Enhanced Personalized Fitness Recommendation System Using a Three-Tier Deep Learning Approach
摘要
The spread of IOT based wearable equipment has made Personalized fitness recommender systems increasingly used and have become important for providing personalized assistance by collecting user-driven data. In the given research work, we have introduced a better multi-objective based personalized fitness recommendation system utilizing a novel three-tier deep learning approach. The proposed method implements a multi-objective method, where various goals like prediction of accurate distance, optimizing speed sequence, and personalized heart rate modeling are parallelly taken care of to deliver all-inclusive and effective fitness recommendations.

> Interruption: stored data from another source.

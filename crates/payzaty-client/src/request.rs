//! # Checkout Request Builder
//!
//! Pure construction of the checkout-initiation payload from an order.
//! The `reference` field carries the order id as a decimal string; the
//! status poll echoes it back so the callback can find the order again.

use crate::config::COUNTRY_CALLING_CODE;
use payzaty_core::Order;
use serde::{Deserialize, Serialize};

/// Customer block of the initiation payload
#[derive(Debug, Clone, PartialEq, Eq, Serialize, Deserialize)]
pub struct CheckoutCustomer {
    pub name: String,
    pub email: String,
    /// Phone with the country calling code prefixed
    pub phone: String,
}

/// Checkout-initiation payload POSTed to the gateway.
///
/// Built once per order and never persisted; it is a transient message.
#[derive(Debug, Clone, Serialize, Deserialize)]
pub struct CheckoutRequest {
    /// Order total in minor currency units, rounded at `Price` construction
    pub amount: i64,
    /// ISO 4217 currency code
    pub currency: String,
    /// Hosted-page language
    pub language: String,
    /// Order id as a decimal string (join key with the host's orders)
    pub reference: String,
    pub customer: CheckoutCustomer,
    /// Where the gateway sends the shopper after payment
    pub response_url: String,
    /// Where the gateway sends the shopper on cancel
    pub cancel_url: String,
}

impl CheckoutRequest {
    /// Build the initiation payload for an order.
    pub fn from_order(
        order: &Order,
        language: impl Into<String>,
        response_url: impl Into<String>,
        cancel_url: impl Into<String>,
    ) -> Self {
        Self {
            amount: order.total.amount,
            currency: order.total.currency.as_str().to_string(),
            language: language.into(),
            reference: order.reference(),
            customer: CheckoutCustomer {
                name: order.billing_address.full_name(),
                email: order.billing_address.email.clone(),
                phone: normalize_phone(&order.billing_address.phone),
            },
            response_url: response_url.into(),
            cancel_url: cancel_url.into(),
        }
    }
}

/// Prefix the fixed country calling code to a stored phone number.
///
/// Numbers already carrying the prefix are left untouched; any other
/// stored form (leading zero, other country code) is prefixed as-is.
pub fn normalize_phone(raw: &str) -> String {
    let raw = raw.trim();
    if raw.starts_with(COUNTRY_CALLING_CODE) {
        raw.to_string()
    } else {
        format!("{}{}", COUNTRY_CALLING_CODE, raw)
    }
}
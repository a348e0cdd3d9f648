//! Stream lifecycle tracking
//!
//! Native streams have three states:
//!
//! ```text
//! Stopped --start--> Started --stop--> Stopped
//!    |                  |
//!    +------close-------+-----> Closed (terminal)
//! ```
//!
//! [`Transport`] wraps a [`SampleStream`] and rejects transfers unless the
//! stream is started. A stream that was never started is never stopped or
//! closed on the native side; it is simply dropped.

use std::fmt;

use super::backend::SampleStream;
use crate::error::{Error, Result};

/// Lifecycle state of a stream
#[derive(Clone, Copy, Debug, PartialEq, Eq)]
pub enum StreamState {
    Stopped,
    Started,
    Closed,
}

impl fmt::Display for StreamState {
    fn fmt(&self, f: &mut fmt::Formatter<'_>) -> fmt::Result {
        match self {
            StreamState::Stopped => f.write_str("stopped"),
            StreamState::Started => f.write_str("started"),
            StreamState::Closed => f.write_str("closed"),
        }
    }
}

/// A native stream plus its lifecycle state.
pub struct Transport<S: SampleStream> {
    stream: S,
    state: StreamState,
    /// Set once `start` succeeded; gates the native `close` call
    started_once: bool,
}

impl<S: SampleStream> Transport<S> {
    pub fn new(stream: S) -> Self {
        Self {
            stream,
            state: StreamState::Stopped,
            started_once: false,
        }
    }

    pub fn state(&self) -> StreamState {
        self.state
    }

    pub fn start(&mut self) -> Result<()> {
        self.expect_state("start", StreamState::Stopped)?;
        self.stream.start()?;
        self.state = StreamState::Started;
        self.started_once = true;
        Ok(())
    }

    pub fn stop(&mut self) -> Result<()> {
        self.expect_state("stop", StreamState::Started)?;
        self.stream.stop()?;
        self.state = StreamState::Stopped;
        Ok(())
    }

    /// Stop if needed, then close. The state is `Closed` afterwards even if
    /// the backend reported an error, since the stream cannot be reused.
    pub fn close(&mut self) -> Result<()> {
        if self.state == StreamState::Closed {
            return Err(Error::InvalidState {
                operation: "close",
                state: StreamState::Closed,
            });
        }

        let stopped = if self.state == StreamState::Started {
            self.stream.stop()
        } else {
            Ok(())
        };
        self.state = StreamState::Closed;

        if !self.started_once {
            return stopped;
        }
        let closed = self.stream.close();
        stopped.and(closed)
    }

    /// Fill all of `buf`, calling the backend until it is full.
    pub fn read_full(&mut self, buf: &mut [u8]) -> Result<()> {
        self.expect_state("read from", StreamState::Started)?;
        let mut filled = 0;
        while filled < buf.len() {
            let n = self.stream.read(&mut buf[filled..])?;
            if n == 0 {
                return Err(Error::Backend(format!(
                    "stream delivered {} of {} bytes",
                    filled,
                    buf.len()
                )));
            }
            filled += n;
        }
        Ok(())
    }

    /// Hand all of `buf` to the backend.
    pub fn write_full(&mut self, buf: &[u8]) -> Result<()> {
        self.expect_state("write to", StreamState::Started)?;
        let mut sent = 0;
        while sent < buf.len() {
            let n = self.stream.write(&buf[sent..])?;
            if n == 0 {
                return Err(Error::Backend(format!(
                    "stream accepted {} of {} bytes",
                    sent,
                    buf.len()
                )));
            }
            sent += n;
        }
        Ok(())
    }

    fn expect_state(&self, operation: &'static str, expected: StreamState) -> Result<()> {
        if self.state == expected {
            Ok(())
        } else {
            Err(Error::InvalidState {
                operation,
                state: self.state,
            })
        }
    }
}

impl<S: SampleStream> Drop for Transport<S> {
    fn drop(&mut self) {
        if self.state == StreamState::Closed {
            return;
        }
        if let Err(e) = self.close() {
            log::warn!("Failed to release stream: {}", e);
        }
    }
}
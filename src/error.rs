//! Error type shared by the device locator, streams and Reader/Writer.

use crate::audio::StreamState;

/// Errors produced while locating a device or moving samples.
#[derive(Debug, thiserror::Error)]
pub enum Error {
    /// No enumerated device name contains the requested pattern.
    #[error("no littleBits USB I/O found matching '{0}'")]
    DeviceNotFound(String),

    /// A read or write asked for more bytes than the fixed buffer holds.
    #[error("transfer of {requested} bytes exceeds buffer capacity of {capacity} bytes")]
    TransferTooLarge { requested: usize, capacity: usize },

    /// Failure reported by the native audio backend, message kept as-is.
    #[error("audio backend error: {0}")]
    Backend(String),

    /// The audio backend itself could not be initialized.
    #[error("failed to initialize audio backend: {0}")]
    Init(String),

    /// A Reader or Writer was requested with a zero-byte buffer.
    #[error("buffer size must be greater than zero")]
    InvalidBufferSize,

    /// Stream operation attempted in a state that does not allow it.
    #[error("cannot {operation} a {state} stream")]
    InvalidState {
        operation: &'static str,
        state: StreamState,
    },
}

pub type Result<T> = std::result::Result<T, Error>;

impl From<cpal::DevicesError> for Error {
    fn from(e: cpal::DevicesError) -> Self {
        Error::Backend(e.to_string())
    }
}

impl From<cpal::DeviceNameError> for Error {
    fn from(e: cpal::DeviceNameError) -> Self {
        Error::Backend(e.to_string())
    }
}

impl From<cpal::DefaultStreamConfigError> for Error {
    fn from(e: cpal::DefaultStreamConfigError) -> Self {
        Error::Backend(e.to_string())
    }
}

impl From<cpal::BuildStreamError> for Error {
    fn from(e: cpal::BuildStreamError) -> Self {
        Error::Backend(e.to_string())
    }
}

impl From<cpal::PlayStreamError> for Error {
    fn from(e: cpal::PlayStreamError) -> Self {
        Error::Backend(e.to_string())
    }
}

impl From<cpal::PauseStreamError> for Error {
    fn from(e: cpal::PauseStreamError) -> Self {
        Error::Backend(e.to_string())
    }
}

impl From<Error> for std::io::Error {
    fn from(e: Error) -> Self {
        std::io::Error::other(e)
    }
}
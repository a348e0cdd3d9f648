//! Reader and Writer for the littleBits USB I/O module.
//!
//! The module shows up as an ordinary two-channel audio device. Put it in
//! "out" mode to read a circuit's signal with a [`Reader`], or in "in" mode
//! to drive a circuit with a [`Writer`]. Both own a fixed-size buffer that
//! is reused for every transfer and bounds how much a single call can move.
//!
//! ```no_run
//! use littlebits::audio::CpalBackend;
//! use littlebits::Reader;
//!
//! let backend = CpalBackend::new(None)?;
//! let mut reader = Reader::open(&backend, "", 1024)?;
//! let mut frame = [0u8; 64];
//! reader.read(&mut frame)?;
//! reader.close()?;
//! # Ok::<(), littlebits::Error>(())
//! ```

use std::io;

use crate::audio::{locate, AudioBackend, Direction, StreamState, Transport};
use crate::error::{Error, Result};

/// Options for opening a Reader or Writer
#[derive(Clone, Copy, Debug, PartialEq, Eq)]
pub struct StreamOptions {
    /// Bytes in the reused transfer buffer; upper bound for one call
    pub buffer_size: usize,
}

impl Default for StreamOptions {
    fn default() -> Self {
        Self { buffer_size: 1024 }
    }
}

/// Locate the device, open a stream on it and start it.
///
/// If `start` fails the stream is dropped without being stopped or closed.
fn open_started<B: AudioBackend>(
    backend: &B,
    name: &str,
    direction: Direction,
    options: StreamOptions,
) -> Result<(Transport<B::Stream>, String)> {
    if options.buffer_size == 0 {
        return Err(Error::InvalidBufferSize);
    }

    let device = locate(backend, name)?;
    let stream = backend.open_stream(&device, direction, options.buffer_size)?;
    let mut transport = Transport::new(stream);
    transport.start()?;
    Ok((transport, device.name))
}

fn check_capacity(requested: usize, capacity: usize) -> Result<()> {
    if requested > capacity {
        return Err(Error::TransferTooLarge {
            requested,
            capacity,
        });
    }
    Ok(())
}

/// Reads interleaved samples from a USB I/O module.
pub struct Reader<B: AudioBackend> {
    transport: Transport<B::Stream>,
    buf: Vec<u8>,
    device: String,
}

impl<B: AudioBackend> Reader<B> {
    /// Open and start a Reader on the first device whose name contains
    /// `name` (empty for the default module name), with a `buffer_size`
    /// byte transfer buffer.
    pub fn open(backend: &B, name: &str, buffer_size: usize) -> Result<Self> {
        Self::open_with(backend, name, StreamOptions { buffer_size })
    }

    pub fn open_with(backend: &B, name: &str, options: StreamOptions) -> Result<Self> {
        let (transport, device) = open_started(backend, name, Direction::Input, options)?;
        Ok(Self {
            transport,
            buf: vec![0; options.buffer_size],
            device,
        })
    }

    /// Fill `dest` from the module.
    ///
    /// Blocks until the backend delivers one full buffer, then copies its
    /// first `dest.len()` bytes. Returns `dest.len()` on success; there are
    /// no short reads. `dest` is untouched on error.
    pub fn read(&mut self, dest: &mut [u8]) -> Result<usize> {
        check_capacity(dest.len(), self.buf.len())?;
        if dest.is_empty() {
            return Ok(0);
        }

        self.transport.read_full(&mut self.buf)?;
        dest.copy_from_slice(&self.buf[..dest.len()]);
        Ok(dest.len())
    }

    pub fn capacity(&self) -> usize {
        self.buf.len()
    }

    pub fn device_name(&self) -> &str {
        &self.device
    }

    pub fn state(&self) -> StreamState {
        self.transport.state()
    }

    /// Stop and close the stream, releasing the buffer.
    pub fn close(mut self) -> Result<()> {
        self.transport.close()
    }
}

impl<B: AudioBackend> io::Read for Reader<B> {
    fn read(&mut self, buf: &mut [u8]) -> io::Result<usize> {
        Ok(Reader::read(self, buf)?)
    }
}

/// Writes interleaved samples to a USB I/O module.
pub struct Writer<B: AudioBackend> {
    transport: Transport<B::Stream>,
    buf: Vec<u8>,
    device: String,
}

impl<B: AudioBackend> Writer<B> {
    /// Open and start a Writer; see [`Reader::open`] for the arguments.
    pub fn open(backend: &B, name: &str, buffer_size: usize) -> Result<Self> {
        Self::open_with(backend, name, StreamOptions { buffer_size })
    }

    pub fn open_with(backend: &B, name: &str, options: StreamOptions) -> Result<Self> {
        let (transport, device) = open_started(backend, name, Direction::Output, options)?;
        Ok(Self {
            transport,
            buf: vec![0; options.buffer_size],
            device,
        })
    }

    /// Send `source` to the module, blocking until the backend accepts it.
    ///
    /// Fails if `source` is larger than the buffer. Returns `source.len()`.
    pub fn write(&mut self, source: &[u8]) -> Result<usize> {
        check_capacity(source.len(), self.buf.len())?;
        if source.is_empty() {
            return Ok(0);
        }

        let staged = &mut self.buf[..source.len()];
        staged.copy_from_slice(source);
        self.transport.write_full(staged)?;
        Ok(source.len())
    }

    pub fn capacity(&self) -> usize {
        self.buf.len()
    }

    pub fn device_name(&self) -> &str {
        &self.device
    }

    pub fn state(&self) -> StreamState {
        self.transport.state()
    }

    pub fn close(mut self) -> Result<()> {
        self.transport.close()
    }
}

impl<B: AudioBackend> io::Write for Writer<B> {
    fn write(&mut self, buf: &[u8]) -> io::Result<usize> {
        Ok(Writer::write(self, buf)?)
    }

    fn flush(&mut self) -> io::Result<()> {
        Ok(())
    }
}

The proposed three-tier Deep learning architecture includes the Convolutional Capsule Networks (ConvCaps), Bi-LSTM and Recurrent Neural Network (RNN) layers, designed to sequentially model related inputs and time-series trial data, qualifying innate feature extraction and effective performance. Experimental evaluations on real-world Fitbit fitness datasets exhibit significant improvements in predicting the accuracy, effective personalized recommendation, and results are as per user personalized manner compared to the existing models. This methodology emphasizes the effectiveness of multi-objective deep learning approaches in progressing the precision and personalization of Fitbit fitness recommender systems.